<<<<
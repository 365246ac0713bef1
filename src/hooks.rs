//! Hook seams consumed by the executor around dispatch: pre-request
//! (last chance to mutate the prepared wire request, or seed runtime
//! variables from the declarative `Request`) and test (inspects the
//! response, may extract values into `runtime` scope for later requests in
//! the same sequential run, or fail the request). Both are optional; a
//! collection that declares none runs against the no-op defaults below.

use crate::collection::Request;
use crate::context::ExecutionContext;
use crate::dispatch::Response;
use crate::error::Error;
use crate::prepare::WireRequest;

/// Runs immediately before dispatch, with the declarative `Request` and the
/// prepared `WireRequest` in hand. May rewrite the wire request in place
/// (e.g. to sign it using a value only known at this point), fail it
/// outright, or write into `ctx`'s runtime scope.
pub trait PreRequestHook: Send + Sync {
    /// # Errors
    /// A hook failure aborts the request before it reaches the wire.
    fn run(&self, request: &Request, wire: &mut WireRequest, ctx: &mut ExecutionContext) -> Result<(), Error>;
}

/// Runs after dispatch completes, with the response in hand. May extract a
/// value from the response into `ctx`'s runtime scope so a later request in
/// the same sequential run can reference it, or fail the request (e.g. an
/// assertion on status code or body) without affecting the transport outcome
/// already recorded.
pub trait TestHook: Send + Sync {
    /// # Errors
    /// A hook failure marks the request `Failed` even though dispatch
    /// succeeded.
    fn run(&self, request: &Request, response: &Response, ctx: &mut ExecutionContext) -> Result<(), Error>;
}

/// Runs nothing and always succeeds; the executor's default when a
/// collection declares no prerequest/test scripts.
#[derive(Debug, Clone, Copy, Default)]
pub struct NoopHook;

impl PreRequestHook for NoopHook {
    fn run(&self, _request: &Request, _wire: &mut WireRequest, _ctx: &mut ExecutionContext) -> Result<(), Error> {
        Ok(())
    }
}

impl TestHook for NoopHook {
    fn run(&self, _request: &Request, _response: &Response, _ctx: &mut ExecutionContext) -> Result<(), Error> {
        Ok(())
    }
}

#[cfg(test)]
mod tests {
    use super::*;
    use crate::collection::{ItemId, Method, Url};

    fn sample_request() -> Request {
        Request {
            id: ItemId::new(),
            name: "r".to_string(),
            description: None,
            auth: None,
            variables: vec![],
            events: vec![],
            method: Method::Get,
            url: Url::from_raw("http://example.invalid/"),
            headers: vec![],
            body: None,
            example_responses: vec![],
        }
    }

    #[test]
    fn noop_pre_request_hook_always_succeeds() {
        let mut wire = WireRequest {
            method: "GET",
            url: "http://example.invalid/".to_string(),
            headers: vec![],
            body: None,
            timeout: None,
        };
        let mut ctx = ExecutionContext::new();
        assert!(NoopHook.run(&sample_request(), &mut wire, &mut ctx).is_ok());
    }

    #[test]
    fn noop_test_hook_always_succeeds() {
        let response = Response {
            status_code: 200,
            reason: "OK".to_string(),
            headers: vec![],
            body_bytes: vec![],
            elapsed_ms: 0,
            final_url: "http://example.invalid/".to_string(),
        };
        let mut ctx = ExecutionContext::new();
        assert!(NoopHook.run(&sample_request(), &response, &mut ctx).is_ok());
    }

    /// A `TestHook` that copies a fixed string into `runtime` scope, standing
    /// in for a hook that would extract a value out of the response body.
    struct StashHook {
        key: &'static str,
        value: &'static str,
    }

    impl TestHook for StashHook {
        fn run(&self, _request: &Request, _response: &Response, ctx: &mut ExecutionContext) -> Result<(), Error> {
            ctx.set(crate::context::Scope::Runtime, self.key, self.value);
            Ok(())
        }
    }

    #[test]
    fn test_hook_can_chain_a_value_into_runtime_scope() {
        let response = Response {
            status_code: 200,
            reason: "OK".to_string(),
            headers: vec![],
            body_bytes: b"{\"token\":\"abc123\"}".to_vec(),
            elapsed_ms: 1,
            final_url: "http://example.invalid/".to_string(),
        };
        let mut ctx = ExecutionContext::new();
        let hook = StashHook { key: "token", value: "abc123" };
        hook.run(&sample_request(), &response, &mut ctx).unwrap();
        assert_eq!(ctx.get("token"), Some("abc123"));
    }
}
>>>>
<<<<
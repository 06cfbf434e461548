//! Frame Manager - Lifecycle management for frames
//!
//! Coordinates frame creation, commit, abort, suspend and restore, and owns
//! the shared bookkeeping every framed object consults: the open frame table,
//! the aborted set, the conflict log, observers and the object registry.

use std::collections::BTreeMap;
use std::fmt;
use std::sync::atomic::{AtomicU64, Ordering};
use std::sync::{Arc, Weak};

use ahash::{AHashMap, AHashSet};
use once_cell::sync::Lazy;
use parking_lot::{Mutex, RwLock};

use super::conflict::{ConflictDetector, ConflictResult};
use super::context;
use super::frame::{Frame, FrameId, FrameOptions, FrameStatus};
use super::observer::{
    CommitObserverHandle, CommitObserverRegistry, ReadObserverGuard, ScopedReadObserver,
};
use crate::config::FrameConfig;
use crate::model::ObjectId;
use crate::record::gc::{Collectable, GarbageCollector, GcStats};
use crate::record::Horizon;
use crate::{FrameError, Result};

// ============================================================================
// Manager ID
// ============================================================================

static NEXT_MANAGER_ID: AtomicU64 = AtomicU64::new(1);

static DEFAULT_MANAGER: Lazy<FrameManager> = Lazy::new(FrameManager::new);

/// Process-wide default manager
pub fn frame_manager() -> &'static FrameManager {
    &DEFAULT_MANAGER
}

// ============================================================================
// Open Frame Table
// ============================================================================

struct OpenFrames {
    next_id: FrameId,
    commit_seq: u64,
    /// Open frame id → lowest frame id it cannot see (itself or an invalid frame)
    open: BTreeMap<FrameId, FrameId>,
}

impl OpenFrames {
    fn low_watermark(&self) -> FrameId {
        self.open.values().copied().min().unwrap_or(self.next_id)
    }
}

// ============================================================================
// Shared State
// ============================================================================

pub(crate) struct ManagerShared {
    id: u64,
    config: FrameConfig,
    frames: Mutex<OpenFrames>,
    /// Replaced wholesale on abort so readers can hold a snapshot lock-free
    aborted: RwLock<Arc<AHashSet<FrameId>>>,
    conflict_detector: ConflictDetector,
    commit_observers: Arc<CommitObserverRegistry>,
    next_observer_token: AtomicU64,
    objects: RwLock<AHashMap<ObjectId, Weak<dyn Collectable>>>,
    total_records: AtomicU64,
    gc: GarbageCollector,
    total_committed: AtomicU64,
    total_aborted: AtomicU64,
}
>>>>
INSTRUCTIONS TO FOLLOW.
The lines you need are those containing "values"; find them in the records and copy them.

ANSWER BOX.
//! response, may extract values into `runtime` scope for later requests in
        self.open.values().copied().min().unwrap_or(self.next_id)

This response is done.